Staging protests vs staged protests
Do we go to the theatre to confront our problems or to escape them?
There’s a rousing speech in a play that opens in Dublin next week, where a crook puts his crimes in perspective. If it were new it would seem like a playwright pandering to the moment: “What’s a jemmy compared to a share certificate? Which is worse – breaking into a bank or founding a bank? What’s murdering a man compared to employing one?”
The play is The Threepenny Opera, Bertolt Brecht’s 1928 anti-capitalist satire (filmed in 1931, above), in which everything is a racket. Morality is a front for grubby commerce, the cops are in cahoots with the gangsters, and even London’s beggars have been regulated, paying kickbacks to a boss.
When it first opened in Berlin, Brecht’s timing couldn’t have been worse. Wall Street was booming and any cracks in the Weimar Republic’s economy – scaling wages, prices and debts – were papered over with foreign capital.
Then the Stock Market crashed, the Great Depression hit, three million Germans were out of work, an aspiring politician named Hitler suggested that his party had the answer, and the play became a hit. Brecht didn’t enjoy it long; by 1933 he had fled the Nazis. In national politics, as in the stock market, prescient people know when to get out.
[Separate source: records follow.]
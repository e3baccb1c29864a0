//! UI Components
//!
//! Pages and the check item editor pieces they are built from.

mod link_card;
mod notice_toast;
mod prototype_index;
mod heatstroke_home;
mod check_records;
mod check_item_settings;
mod pattern_tab_bar;
mod check_item_editor;
mod response_type_selector;
mod option_list_editor;
mod range_editor;

pub use link_card::LinkCard;
pub use notice_toast::NoticeToast;
pub use prototype_index::PrototypeIndexPage;
pub use heatstroke_home::HeatstrokeHomePage;
pub use check_records::CheckRecordsPage;
pub use check_item_settings::CheckItemSettingsPage;
pub use pattern_tab_bar::PatternTabBar;
pub use check_item_editor::CheckItemEditor;
pub use response_type_selector::ResponseTypeSelector;
pub use option_list_editor::OptionListEditor;
pub use range_editor::RangeEditor;
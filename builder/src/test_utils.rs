//! Shared test utilities for the builder crate.

use crate::error::{BuilderError, Result};
use crate::exec::{CommandExecutor, command_line};
use crate::release::{Release, ReleaseClient, ReleaseError};
use std::cell::RefCell;
use std::collections::VecDeque;
use std::process::{ExitStatus, Output};

/// Creates an `ExitStatus` from an exit code (Unix implementation).
#[cfg(unix)]
#[must_use]
pub fn exit_status(code: i32) -> ExitStatus {
    use std::os::unix::process::ExitStatusExt;

    ExitStatus::from_raw(code << 8)
}

/// Creates an `ExitStatus` from an exit code (Windows implementation).
#[cfg(windows)]
#[must_use]
pub fn exit_status(code: i32) -> ExitStatus {
    use std::os::windows::process::ExitStatusExt;

    ExitStatus::from_raw(code as u32)
}

/// Creates a successful command `Output` with empty stdout and stderr.
#[must_use]
pub fn success_output() -> Output {
    stdout_output("")
}

/// Creates a successful command `Output` with the given stdout.
#[must_use]
pub fn stdout_output(stdout: &str) -> Output {
    Output {
        status: exit_status(0),
        stdout: stdout.as_bytes().to_vec(),
        stderr: Vec::new(),
    }
}

/// Creates a failed command `Output` with the given stderr message.
#[must_use]
pub fn failure_output(stderr: &str) -> Output {
    Output {
        status: exit_status(1),
        stdout: Vec::new(),
        stderr: stderr.as_bytes().to_vec(),
    }
}

/// Represents an expected command invocation for testing.
#[derive(Debug)]
pub struct ExpectedCall {
    /// The command to execute (e.g., "php-config").
    pub cmd: &'static str,
    /// The arguments to pass to the command.
    pub args: Vec<&'static str>,
    /// The result to return when this command is invoked.
    pub result: Result<Output>,
}

/// A stub implementation of `CommandExecutor` for testing.
///
/// Records expected command invocations in order and returns predefined
/// results. An out-of-order or unexpected call yields
/// [`BuilderError::StubMismatch`] so the failure surfaces through the code
/// under test.
#[derive(Debug)]
pub struct StubExecutor {
    expected: RefCell<VecDeque<ExpectedCall>>,
}

impl StubExecutor {
    /// Creates a new `StubExecutor` with the given expected calls.
    #[must_use]
    pub fn new(expected: Vec<ExpectedCall>) -> Self {
        Self {
            expected: RefCell::new(expected.into()),
        }
    }

    /// Asserts that all expected command invocations have been consumed.
    ///
    /// # Panics
    ///
    /// Panics if there are remaining expected calls that were not invoked.
    pub fn assert_finished(&self) {
        let remaining = self.expected.borrow();
        assert!(
            remaining.is_empty(),
            "expected no further command invocations, {} remaining: {:?}",
            remaining.len(),
            remaining.iter().map(|c| c.cmd).collect::<Vec<_>>()
        );
    }

    fn next_call(&self, cmd: &str, args: &[&str]) -> Result<Output> {
        let mut expected = self.expected.borrow_mut();
        let Some(call) = expected.pop_front() else {
            return Err(BuilderError::StubMismatch {
                message: format!("unexpected invocation of `{}`", command_line(cmd, args)),
            });
        };

        if call.cmd != cmd || call.args.as_slice() != args {
            return Err(BuilderError::StubMismatch {
                message: format!(
                    "expected `{}`, got `{}`",
                    command_line(call.cmd, &call.args),
                    command_line(cmd, args)
                ),
            });
        }

        call.result
    }
}

impl CommandExecutor for StubExecutor {
    fn run(&self, cmd: &str, args: &[&str]) -> Result<Output> {
        self.next_call(cmd, args)
    }

    fn run_inherited(&self, cmd: &str, args: &[&str]) -> Result<ExitStatus> {
        self.next_call(cmd, args).map(|output| output.status)
    }
}

/// Creates a published [`Release`] with the given id and tag.
#[must_use]
pub fn release(id: u64, tag: &str) -> Release {
    Release {
        id,
        tag_name: tag.to_owned(),
        name: Some(tag.to_owned()),
        draft: false,
    }
}

/// An asset recorded by [`StubReleases`].
#[derive(Debug, Clone, PartialEq, Eq)]
pub struct UploadedAsset {
    /// Release the asset was attached to.
    pub release_id: u64,
    /// Asset name.
    pub name: String,
    /// Uploaded bytes.
    pub data: Vec<u8>,
}

/// An in-memory `ReleaseClient` for testing.
///
/// Lists a fixed set of releases and records every upload.
#[derive(Debug, Default)]
pub struct StubReleases {
    releases: Vec<Release>,
    uploads: RefCell<Vec<UploadedAsset>>,
}

impl StubReleases {
    /// Creates a client listing `releases`.
    #[must_use]
    pub fn new(releases: Vec<Release>) -> Self {
        Self {
            releases,
            uploads: RefCell::new(Vec::new()),
        }
    }

    /// Returns the uploads received so far.
    #[must_use]
    pub fn uploads(&self) -> Vec<UploadedAsset> {
        self.uploads.borrow().clone()
    }
}

impl ReleaseClient for StubReleases {
    fn list_releases(&self) -> std::result::Result<Vec<Release>, ReleaseError> {
        Ok(self.releases.clone())
    }

    fn upload_asset(
        &self,
        release_id: u64,
        name: &str,
        data: &[u8],
    ) -> std::result::Result<(), ReleaseError> {
        self.uploads.borrow_mut().push(UploadedAsset {
            release_id,
            name: name.to_owned(),
            data: data.to_vec(),
        });
        Ok(())
    }
}
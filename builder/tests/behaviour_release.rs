//! Behaviour-driven tests for the build-and-publish pipeline.
//!
//! Scenarios run the whole pipeline in a temporary package directory with
//! scripted commands and an in-memory release client.

use camino::Utf8PathBuf;
use pie_ext_builder::builder::ConfigureFlags;
use pie_ext_builder::config::{PublishTarget, RunConfig};
use pie_ext_builder::error::BuilderError;
use pie_ext_builder::naming::ReleaseTag;
use pie_ext_builder::pipeline::{PipelineContext, ReleaseMode, run_release};
use pie_ext_builder::platform::HostPlatform;
use pie_ext_builder::release::Repository;
use pie_ext_builder::test_utils::{
    ExpectedCall, StubExecutor, StubReleases, release, stdout_output,
};
use rstest::fixture;
use rstest_bdd_macros::{given, scenario, then, when};
use serde_json::json;
use tempfile::TempDir;

// ---------------------------------------------------------------------------
// World types
// ---------------------------------------------------------------------------

struct ReleaseWorld {
    _dir: TempDir,
    root: Utf8PathBuf,
    built: bool,
    releases: StubReleases,
    release_ids: Vec<(u64, String)>,
    stdout: Vec<u8>,
    result: Option<Result<(), BuilderError>>,
}

impl ReleaseWorld {
    fn expected_calls(&self) -> Vec<ExpectedCall> {
        let mut calls = vec![
            answer("php-config", vec!["--php-binary"], "php"),
            answer("php-config", vec!["--version"], "8.3.4"),
            answer("ldd", vec!["--version"], "ldd (GNU libc) 2.39"),
            answer("php", vec!["-n", "-r", "echo PHP_DEBUG ? '-debug' : '';"], ""),
            answer("php", vec!["-n", "-r", "echo ZEND_THREAD_SAFE ? '-zts' : '';"], ""),
        ];
        if self.built {
            calls.extend([
                answer("phpize", vec![], ""),
                answer("./configure", vec![], ""),
                answer("make", vec![], ""),
                answer("ls", vec!["-l", "modules"], "bar.so"),
            ]);
        }
        calls
    }

    fn run(&mut self, tag: &str, dry_run: bool) {
        let executor = StubExecutor::new(self.expected_calls());
        let config = RunConfig {
            release_tag: ReleaseTag::try_from(tag).expect("valid tag"),
            configure_flags: ConfigureFlags::default(),
            manifest: Utf8PathBuf::from("composer.json"),
            github_output: None,
            publish: (!dry_run).then(|| PublishTarget {
                api_url: "https://api.github.com".to_owned(),
                uploads_url: "https://uploads.github.com".to_owned(),
                repository: Repository::parse("foo/bar").expect("valid repository"),
                token: "token".to_owned(),
            }),
        };
        let mode = if dry_run {
            ReleaseMode::DryRun
        } else {
            ReleaseMode::Publish(&self.releases)
        };
        let context = PipelineContext {
            executor: &executor,
            host: HostPlatform {
                arch: "x86_64",
                os: "linux",
            },
            working_dir: &self.root,
            mode,
        };
        self.result = Some(run_release(&config, &context, &mut self.stdout).map(|_| ()));
    }
}

fn answer(cmd: &'static str, args: Vec<&'static str>, stdout: &str) -> ExpectedCall {
    ExpectedCall {
        cmd,
        args,
        result: Ok(stdout_output(stdout)),
    }
}

#[fixture]
fn world() -> ReleaseWorld {
    let dir = TempDir::new().expect("tempdir");
    let root = Utf8PathBuf::from_path_buf(dir.path().to_path_buf()).expect("utf-8 tempdir");
    ReleaseWorld {
        _dir: dir,
        root,
        built: false,
        releases: StubReleases::default(),
        release_ids: Vec::new(),
        stdout: Vec::new(),
        result: None,
    }
}

// ---------------------------------------------------------------------------
// Step definitions
// ---------------------------------------------------------------------------

fn write_manifest(world: &ReleaseWorld, package: &str) {
    let manifest = json!({ "type": "php-ext", "name": package });
    std::fs::write(world.root.join("composer.json"), manifest.to_string()).expect("write manifest");
}

#[given("an extension package \"{package}\" with a built shared object")]
fn given_built_package(world: &mut ReleaseWorld, package: String) {
    write_manifest(world, &package);
    let modules = world.root.join("modules");
    std::fs::create_dir_all(&modules).expect("create modules");
    let short_name = package.rsplit('/').next().expect("package name");
    std::fs::write(modules.join(format!("{short_name}.so")), b"\x7fELF").expect("write so");
    world.built = true;
}

#[given("an extension package \"{package}\" without a build")]
fn given_unbuilt_package(world: &mut ReleaseWorld, package: String) {
    write_manifest(world, &package);
}

#[given("the repository has releases \"{tags}\"")]
fn given_releases(world: &mut ReleaseWorld, tags: String) {
    world.release_ids = tags
        .split(',')
        .zip(1u64..)
        .map(|(tag, id)| (id, tag.to_owned()))
        .collect();
    world.releases = StubReleases::new(
        world
            .release_ids
            .iter()
            .map(|(id, tag)| release(*id, tag))
            .collect(),
    );
}

#[when("the pipeline publishes release \"{tag}\"")]
fn when_publishes(world: &mut ReleaseWorld, tag: String) {
    world.run(&tag, false);
}

#[when("the pipeline dry-runs release \"{tag}\"")]
fn when_dry_runs(world: &mut ReleaseWorld, tag: String) {
    world.run(&tag, true);
}

#[then("the package \"{package}\" is uploaded to release \"{tag}\"")]
fn then_uploaded(world: &mut ReleaseWorld, package: String, tag: String) {
    world
        .result
        .as_ref()
        .expect("pipeline ran")
        .as_ref()
        .expect("pipeline succeeded");
    let expected_id = world
        .release_ids
        .iter()
        .find_map(|(id, t)| (*t == tag).then_some(*id))
        .expect("release exists");
    let uploads = world.releases.uploads();
    assert_eq!(uploads.len(), 1);
    assert_eq!(uploads[0].release_id, expected_id);
    assert_eq!(uploads[0].name, package);
    assert!(!uploads[0].data.is_empty());
}

#[then("the package-path output is \"{package}\"")]
fn then_output(world: &mut ReleaseWorld, package: String) {
    let stdout = String::from_utf8(world.stdout.clone()).expect("utf-8 stdout");
    assert_eq!(stdout, format!("package-path={package}\n"));
}

#[then("the run fails mentioning \"{fragment}\"")]
fn then_fails(world: &mut ReleaseWorld, fragment: String) {
    let result = world.result.as_ref().expect("pipeline ran");
    let message = result.as_ref().expect_err("pipeline should fail").to_string();
    assert!(message.contains(&fragment), "{message}");
}

#[then("nothing is uploaded")]
fn then_nothing_uploaded(world: &mut ReleaseWorld) {
    assert!(world.releases.uploads().is_empty());
}

// ---------------------------------------------------------------------------
// Scenario bindings
// ---------------------------------------------------------------------------

#[scenario(
    path = "tests/features/release_publishing.feature",
    name = "Package is uploaded to the matching release"
)]
fn scenario_upload_to_matching_release(world: ReleaseWorld) {
    let _ = world;
}

#[scenario(
    path = "tests/features/release_publishing.feature",
    name = "Unknown release tag"
)]
fn scenario_unknown_release_tag(world: ReleaseWorld) {
    let _ = world;
}

#[scenario(
    path = "tests/features/release_publishing.feature",
    name = "Dry run derives the name only"
)]
fn scenario_dry_run(world: ReleaseWorld) {
    let _ = world;
}
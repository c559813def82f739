//! Extension name newtype.
//!
//! PIE accepts extension names matching `^[A-Za-z][A-Za-z0-9_]+$`: an ASCII
//! letter followed by at least one ASCII letter, digit or underscore.

use crate::error::{BuilderError, Result};
use std::fmt;

/// The prefix PIE strips from extension names (`ext-redis` → `redis`).
pub const EXT_PREFIX: &str = "ext-";

/// A validated PHP extension name.
///
/// # Examples
///
/// ```
/// use pie_ext_builder::extension_name::ExtensionName;
///
/// let name = ExtensionName::try_from("test_ext").expect("valid name");
/// assert_eq!(name.as_str(), "test_ext");
/// assert_eq!(name.shared_object_filename(), "test_ext.so");
///
/// assert!(ExtensionName::try_from("1abc").is_err());
/// ```
#[derive(Debug, Clone, PartialEq, Eq, Hash)]
pub struct ExtensionName(String);

impl ExtensionName {
    /// Build a name from a raw candidate, stripping one leading `ext-`.
    ///
    /// # Errors
    ///
    /// Returns [`BuilderError::InvalidExtensionName`] carrying the stripped
    /// value when it does not match the naming grammar.
    ///
    /// # Examples
    ///
    /// ```
    /// use pie_ext_builder::extension_name::ExtensionName;
    ///
    /// let name = ExtensionName::from_candidate("ext-redis").expect("valid");
    /// assert_eq!(name.as_str(), "redis");
    /// ```
    pub fn from_candidate(candidate: &str) -> Result<Self> {
        let stripped = candidate.strip_prefix(EXT_PREFIX).unwrap_or(candidate);
        Self::try_from(stripped)
    }

    /// Return the name as a string slice.
    #[must_use]
    pub fn as_str(&self) -> &str {
        &self.0
    }

    /// Consume the wrapper and return the inner string.
    #[must_use]
    pub fn into_inner(self) -> String {
        self.0
    }

    /// Return the filename `make` produces for this extension.
    #[must_use]
    pub fn shared_object_filename(&self) -> String {
        format!("{}.so", self.0)
    }
}

impl TryFrom<&str> for ExtensionName {
    type Error = BuilderError;

    fn try_from(value: &str) -> Result<Self> {
        if is_valid_extension_name(value) {
            Ok(Self(value.to_owned()))
        } else {
            Err(BuilderError::InvalidExtensionName {
                name: value.to_owned(),
            })
        }
    }
}

impl TryFrom<String> for ExtensionName {
    type Error = BuilderError;

    fn try_from(value: String) -> Result<Self> {
        if is_valid_extension_name(&value) {
            Ok(Self(value))
        } else {
            Err(BuilderError::InvalidExtensionName { name: value })
        }
    }
}

impl AsRef<str> for ExtensionName {
    fn as_ref(&self) -> &str {
        &self.0
    }
}

impl fmt::Display for ExtensionName {
    fn fmt(&self, f: &mut fmt::Formatter<'_>) -> fmt::Result {
        write!(f, "{}", self.0)
    }
}

fn is_valid_extension_name(value: &str) -> bool {
    let mut chars = value.chars();
    if !chars.next().is_some_and(|c| c.is_ascii_alphabetic()) {
        return false;
    }
    let rest = chars.as_str();
    !rest.is_empty() && rest.chars().all(|c| c.is_ascii_alphanumeric() || c == '_')
}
These days, though, The Threepenny Opera fits snugly into our idea of political theatre. Rather than an unwelcome slap in the face of the complacent, it tells us what we already know. Yes, the authorities are corrupt or inefficient. Yes, the banks are to blame. Yes, a populace is easily gulled or distracted. Or – oh my – aren’t these costumes beautiful?
You’re damned if you do and damned if you don’t when it comes to political theatre. A recent critique of one performance art piece, reliant on audience interaction, found it significant only in terms of “how the artistic response to politics has lost its direction over the past century”.
That’s quite an assertion, suggesting a downward spiral from Shaw to Piscator to O’Casey to Miller to Osborne to Beckett to Boal to Churchill to Abramovic and, finally, a room where an audience might spit on a woman, cut her hair, or dunk her face in a basin of water at the slightest instruction. The show was called Protest, but I saw very little of it: on my viewing nobody refused these tasks.
Last week a genuine protest over austerity was widely dismissed as a nuisance for commuters, which says a lot about political inaction and forelock-tugging obedience in our country, or how the popular response to resistance and alternatives is as lost as it ever was.
Within Anu’s Dublin Lockout-inspired projectThirteen was a fretful awareness that the show might substitute for genuine political action – “staging” protests in lieu of the real thing, working off antagonisms instead of stoking them. Brecht didn’t want to let his audience off the hook either, and so his “epic theatre” aimed to startle and estrange.
For Brecht, the conventional audience looked at the stage and said: “That’s life. That’s the way it will always be.” Today they might say: “That’s very strange. That has to stop.” It’s too easy to dismiss that assertion as well, but at least it throws the question back on the spectator. Do we go to the theatre to confront our problems or to escape them?